[Collected data entries]

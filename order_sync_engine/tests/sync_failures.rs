//! Degraded-mode behavior: the manager keeps serving cached data whatever the network does.

use std::sync::Arc;

use gss_common::Money;
use order_sync_engine::{
    cache::FileStore,
    events::EventProducers,
    manager::ManagerState,
    order_types::{ClientStatus, DraftOrder, LineItem},
    test_utils::{init_test_logging, owner, MemoryRemote},
    UnifiedOrderManager,
};

fn draft() -> DraftOrder {
    DraftOrder::new(vec![
        LineItem::new("p-1", "Scented candle", Money::from_cents(2999), 1),
        LineItem::new("p-2", "Gift wrap", Money::from_cents(2000), 1),
    ])
}

async fn settle() {
    tokio::time::sleep(tokio::time::Duration::from_millis(100)).await;
}

#[tokio::test]
async fn offline_startup_recovers_on_later_sync() {
    init_test_logging();
    let remote = MemoryRemote::new();
    remote.set_fail_all_queries(true);
    remote.set_fail_inserts(true);
    remote.set_fail_subscribe(true);
    let manager =
        UnifiedOrderManager::new(owner(), remote.clone(), Arc::new(FileStore::in_memory()), EventProducers::default());

    // Completely offline: initialization reports the failure but the manager still works off the cache.
    assert!(!manager.initialize().await);
    assert_eq!(manager.state(), ManagerState::Subscribing);
    let order = manager.create_order(draft()).unwrap();
    settle().await;
    assert_eq!(manager.get_orders().len(), 1);
    assert!(remote.rows().is_empty());

    // The network comes back; a manual sync pushes the locally created order up.
    remote.set_fail_all_queries(false);
    remote.set_fail_inserts(false);
    assert!(manager.full_sync().await);
    settle().await;
    assert!(remote.rows().iter().any(|r| r.id.as_deref() == Some(order.id.as_str())));
    assert_eq!(manager.get_orders().len(), 1);

    manager.cleanup().await;
}

#[tokio::test]
async fn double_submission_collapses_on_sync() {
    init_test_logging();
    let remote = MemoryRemote::new();
    remote.set_fail_inserts(true);
    let manager =
        UnifiedOrderManager::new(owner(), remote.clone(), Arc::new(FileStore::in_memory()), EventProducers::default());
    manager.initialize().await;

    // A flaky connection makes the customer tap "place order" twice. Both copies are cached and neither reaches
    // the remote store.
    let first = manager.create_order(draft()).unwrap();
    let second = manager.create_order(draft()).unwrap();
    assert_ne!(first.id, second.id);
    settle().await;
    assert_eq!(manager.get_orders().len(), 2);

    // The sync recognises the pair as one submission and keeps a single copy.
    assert!(manager.full_sync().await);
    let orders = manager.get_orders();
    assert_eq!(orders.len(), 1);
    assert_eq!(orders[0].total, Money::from_cents(4999));
    assert_eq!(orders[0].client_status(), ClientStatus::Pending);

    manager.cleanup().await;
}

#[tokio::test]
async fn clearing_the_cache_is_repopulated_by_the_next_sync() {
    init_test_logging();
    let remote = MemoryRemote::new();
    let manager =
        UnifiedOrderManager::new(owner(), remote.clone(), Arc::new(FileStore::in_memory()), EventProducers::default());
    manager.initialize().await;
    manager.create_order(draft()).unwrap();
    settle().await;
    assert_eq!(remote.insert_count(), 1);

    manager.clear_cached_orders();
    assert!(manager.get_orders().is_empty());

    assert!(manager.full_sync().await);
    assert_eq!(manager.get_orders().len(), 1);

    manager.cleanup().await;
}
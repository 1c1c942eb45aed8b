use std::{future::Future, pin::Pin, sync::Arc};

use log::*;
use tokio::{sync::mpsc, task::JoinSet};

/// An async callback registered for one event type.
pub type Hook<E> = Arc<dyn Fn(E) -> Pin<Box<dyn Future<Output = ()> + Send>> + Send + Sync>;

/// Receives events from any number of [`EventProducer`]s and runs the hook for each one.
///
/// Each event is handled on its own task so a slow hook cannot back up the channel. The relay shuts down once every
/// producer has been dropped, after draining the hook tasks still in flight.
pub struct EventRelay<E: Send + 'static> {
    receiver: mpsc::Receiver<E>,
    sender: mpsc::Sender<E>,
    hook: Hook<E>,
}

impl<E: Send + 'static> EventRelay<E> {
    pub fn new(buffer_size: usize, hook: Hook<E>) -> Self {
        let (sender, receiver) = mpsc::channel(buffer_size);
        Self { receiver, sender, hook }
    }

    pub fn producer(&self) -> EventProducer<E> {
        EventProducer { sender: self.sender.clone() }
    }

    /// Run until all producers are gone. Usually spawned onto the runtime by [`super::EventHandlers::start`].
    pub async fn run(mut self) {
        debug!("📬️ Event relay running");
        // Dropping our own sender means the recv loop ends when the last external producer goes away.
        drop(self.sender);
        let mut in_flight = JoinSet::new();
        while let Some(event) = self.receiver.recv().await {
            let hook = Arc::clone(&self.hook);
            in_flight.spawn(async move {
                (hook)(event).await;
            });
        }
        while let Some(res) = in_flight.join_next().await {
            if let Err(e) = res {
                warn!("📬️ Event hook panicked or was cancelled: {e}");
            }
        }
        debug!("📬️ Event relay shut down");
    }
}

#[derive(Clone)]
pub struct EventProducer<E> {
    sender: mpsc::Sender<E>,
}

impl<E> EventProducer<E> {
    /// Publish from an async context, waiting for channel capacity.
    pub async fn publish(&self, event: E) {
        if self.sender.send(event).await.is_err() {
            error!("📬️ Event dropped: relay has shut down");
        }
    }

    /// Publish from synchronous code. A full buffer drops the event with a log line rather than blocking the
    /// reconciliation path.
    pub fn try_publish(&self, event: E) {
        match self.sender.try_send(event) {
            Ok(()) => {},
            Err(mpsc::error::TrySendError::Full(_)) => {
                warn!("📬️ Event dropped: relay buffer is full");
            },
            Err(mpsc::error::TrySendError::Closed(_)) => {
                error!("📬️ Event dropped: relay has shut down");
            },
        }
    }
}

#[cfg(test)]
mod test {
    use std::sync::atomic::{AtomicU64, Ordering};

    use super::*;

    #[tokio::test]
    async fn relay_handles_every_event_before_shutdown() {
        let _ = env_logger::try_init();
        let total = Arc::new(AtomicU64::new(0));
        let t2 = Arc::clone(&total);
        let hook: Hook<u64> = Arc::new(move |v| {
            let total = Arc::clone(&t2);
            Box::pin(async move {
                tokio::time::sleep(tokio::time::Duration::from_millis(5)).await;
                total.fetch_add(v, Ordering::SeqCst);
            }) as Pin<Box<dyn Future<Output = ()> + Send>>
        });
        let relay = EventRelay::new(4, hook);
        let producer_a = relay.producer();
        let producer_b = relay.producer();
        tokio::spawn(async move {
            for i in 1..=5u64 {
                producer_a.publish(i).await;
            }
        });
        tokio::spawn(async move {
            for i in 6..=10u64 {
                producer_b.publish(i).await;
            }
        });
        relay.run().await;
        assert_eq!(total.load(Ordering::SeqCst), 55);
    }

    #[tokio::test]
    async fn try_publish_never_blocks() {
        let hook: Hook<u64> = Arc::new(|_| Box::pin(async {}) as Pin<Box<dyn Future<Output = ()> + Send>>);
        let relay = EventRelay::new(1, hook);
        let producer = relay.producer();
        // Nothing is draining the channel yet; the second publish overflows and is dropped, not deadlocked.
        producer.try_publish(1);
        producer.try_publish(2);
        drop(producer);
        relay.run().await;
    }
}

Task brief
Counting only lines with the word "unwrap" in them, say how many there are in the entries above, with no other words.

Task output
4